Il la regarda intensément, avant de fermer les yeux fortement et de les rouvrir.

- Tu as vu les informations? siffla-t-il.

- Exact, dit-elle surprise d'une telle réactivité vu le moment paisible.

- Ne me pose pas la question Bella. Je te supplie de ne pas me demander ça, murmura-t-il torturé.

- Je veux juste savoir comment? Souffla-t-elle.

Edward garda le silence.

- Je ne veux pas te mêler à ça.

- Je suis déjà mêlée à ça, pesta la jeune femme, le frappant à l'épaule. Tu m'as juré de ne rien faire de criminel ou de dangereux.

- Je n'ai rien fait, siffla-t-il. Rien ne me relie à ça.

Le « ça » dont Edward parlait était l'incendie criminel qui avait détruit le trois quarts des habitations de son ancien immeuble. Tous les journaux de la ville et même la télévision sont sur l'affaire. Elle avait pu le voir les informations sur son téléphone entre deux chapitres de son livre. Aucun blessé heureusement. Par contre, Timothy Scholz risquait gros dans cette affaire. Le bâtiment n'était pas aux normes. Pas d'assurance. La ville était même en train de porter plainte contre lui. Les habitants également.

- J'ai peur de ce que tu as en tête, chuchota Bella. Peur de te perdre.

- Il ne m'arrivera rien, Bella.

- Comment peux-tu en être si sûr? S'énerva-t-elle vivement.
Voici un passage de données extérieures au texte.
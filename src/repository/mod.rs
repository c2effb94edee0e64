// file: src/repository/mod.rs
// description: Repository access module exports
// reference: Internal module structure

pub mod github;
pub mod local;
pub mod scanner;
pub mod source;

pub use github::GithubClient;
pub use local::LocalSource;
pub use scanner::FileScanner;
pub use source::{EntryKind, RepoEntry, RepositoryRouter, RepositorySource};
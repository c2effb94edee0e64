// file: src/pipeline/progress.rs
// description: progress tracking and statistics reporting for pipeline execution
// reference: uses indicatif for progress bars and tracks processing metrics

use indicatif::{MultiProgress, ProgressBar, ProgressDrawTarget, ProgressStyle};
use std::sync::atomic::{AtomicUsize, Ordering};
use std::time::{Duration, Instant};

#[derive(Debug, Clone, Default)]
pub struct PipelineStats {
    pub repositories_processed: usize,
    pub repositories_failed: usize,
    pub files_scanned: usize,
    pub functions_found: usize,
    pub summaries_failed: usize,
    pub duration: Duration,
}

impl PipelineStats {
    pub fn new() -> Self {
        Self::default()
    }

    pub fn repositories_attempted(&self) -> usize {
        self.repositories_processed + self.repositories_failed
    }

    pub fn success_rate(&self) -> f64 {
        let total = self.repositories_attempted();
        if total == 0 {
            return 0.0;
        }
        (self.repositories_processed as f64 / total as f64) * 100.0
    }

    pub fn summaries_succeeded(&self) -> usize {
        self.functions_found.saturating_sub(self.summaries_failed)
    }
}

pub struct ProgressTracker {
    main_bar: ProgressBar,
    detail_bar: ProgressBar,
    repositories_processed: AtomicUsize,
    repositories_failed: AtomicUsize,
    files_scanned: AtomicUsize,
    functions_found: AtomicUsize,
    summaries_failed: AtomicUsize,
    start_time: Instant,
}

impl ProgressTracker {
    pub fn with_color(total_repositories: usize, colored: bool) -> Self {
        let multi_progress = MultiProgress::new();
        Self::build(multi_progress, total_repositories, colored)
    }

    /// A tracker that counts but never draws.
    pub fn hidden(total_repositories: usize) -> Self {
        let multi_progress = MultiProgress::with_draw_target(ProgressDrawTarget::hidden());
        Self::build(multi_progress, total_repositories, false)
    }

    fn build(multi_progress: MultiProgress, total_repositories: usize, colored: bool) -> Self {
        let main_bar = create_progress_bar(&multi_progress, total_repositories as u64, colored);
        let detail_bar = create_detail_bar(&multi_progress);

        Self {
            main_bar,
            detail_bar,
            repositories_processed: AtomicUsize::new(0),
            repositories_failed: AtomicUsize::new(0),
            files_scanned: AtomicUsize::new(0),
            functions_found: AtomicUsize::new(0),
            summaries_failed: AtomicUsize::new(0),
            start_time: Instant::now(),
        }
    }

    pub fn start_repository(&self, repository: &str) {
        self.main_bar.set_message(repository.to_string());
    }

    pub fn inc_repositories_processed(&self) {
        self.repositories_processed.fetch_add(1, Ordering::SeqCst);
        self.main_bar.inc(1);
        self.update_detail_bar();
    }

    pub fn inc_repositories_failed(&self) {
        self.repositories_failed.fetch_add(1, Ordering::SeqCst);
        self.main_bar.inc(1);
        self.update_detail_bar();
    }

    pub fn inc_files_scanned(&self) {
        self.files_scanned.fetch_add(1, Ordering::SeqCst);
        self.update_detail_bar();
    }

    pub fn add_function(&self, summarized: bool) {
        self.functions_found.fetch_add(1, Ordering::SeqCst);
        if !summarized {
            self.summaries_failed.fetch_add(1, Ordering::SeqCst);
        }
        self.update_detail_bar();
    }

    pub fn finish(&self) {
        self.main_bar.finish_with_message("Processing complete");
        self.detail_bar.finish_and_clear();
    }

    pub fn get_stats(&self) -> PipelineStats {
        PipelineStats {
            repositories_processed: self.repositories_processed.load(Ordering::SeqCst),
            repositories_failed: self.repositories_failed.load(Ordering::SeqCst),
            files_scanned: self.files_scanned.load(Ordering::SeqCst),
            functions_found: self.functions_found.load(Ordering::SeqCst),
            summaries_failed: self.summaries_failed.load(Ordering::SeqCst),
            duration: self.start_time.elapsed(),
        }
    }

    fn update_detail_bar(&self) {
        let message = format!(
            "Files: {} | Functions: {} | Failed summaries: {} | Failed repositories: {}",
            self.files_scanned.load(Ordering::SeqCst),
            self.functions_found.load(Ordering::SeqCst),
            self.summaries_failed.load(Ordering::SeqCst),
            self.repositories_failed.load(Ordering::SeqCst),
        );

        self.detail_bar.set_message(message);
    }
}

impl Drop for ProgressTracker {
    fn drop(&mut self) {
        self.finish();
    }
}

fn create_progress_bar(multi_progress: &MultiProgress, total: u64, colored: bool) -> ProgressBar {
    let bar = multi_progress.add(ProgressBar::new(total));
    let template = if colored {
        "{spinner:.green} [{elapsed_precise}] [{bar:40.cyan/blue}] {pos}/{len} repositories {msg}"
    } else {
        "{spinner} [{elapsed_precise}] [{bar:40}] {pos}/{len} repositories {msg}"
    };

    match ProgressStyle::default_bar().template(template) {
        Ok(style) => bar.set_style(style.progress_chars(if colored { "█▓▒░" } else { "=>-" })),
        Err(_) => bar.set_style(ProgressStyle::default_bar()),
    }
    bar
}

fn create_detail_bar(multi_progress: &MultiProgress) -> ProgressBar {
    let bar = multi_progress.add(ProgressBar::new(0));
    if let Ok(style) = ProgressStyle::default_bar().template("{msg}") {
        bar.set_style(style);
    }
    bar
}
- Fait-moi confiance, mon cœur. Je ne fais rien pour attirer l'attention et jamais rien au hasard. J'ai toujours une longueur d'avance sur tout le monde. Et, je suis très bien entourée.

Cette tirade donna à Isabella des sueurs froides.

- Donc, la conversation est clause? Tu ne vas rien me dire?

- Tu ne dois rien savoir. Absolument, ne rien savoir. Cela est pour ton bien. Fais-moi confiance.

- D'accord, soupira-t-elle fortement. Parlons d'autre chose... c'est quoi cette histoire de nouvelle carte bancaire et de cinq mille dollars?

Edward la regarda sans bouger avant d'exploser de rire. Pour le coup, il ne s'attendait pas à ce changement de conversation si soudain. Et, les yeux grand ouvert de sa compagne.

- Je t'ai ouvert un compte en banque.

- J'ai cru comprendre ça merci, cracha-t-elle. Ce que je veux savoir c'est...pourquoi?

- Ta carte ne passe pas à l'étranger et je ne serais pas toujours avec toi au Japon. C'est pour éviter les ennuies.

Isabella était bouche bée. Cet homme avait toujours réponse à tout. Et surtout une longueur d'avance sur tout le monde.

- Quant au cinq mille dollars, ce sont les premiers intérêts de ton licenciement. Crois-moi, il te servira durant ton voyage. Le Japon est empli d'objet... inattendu.

- Nous allons voir ça, conclu-t-elle, posant mes lèvres sur les siennes.

Bella n'avait pas envie de continuer cette discussion. Elle voulait juste profiter de cette soirée avec lui. Et de se reposer physiquement et mentalement. Elle en avait fortement besoin.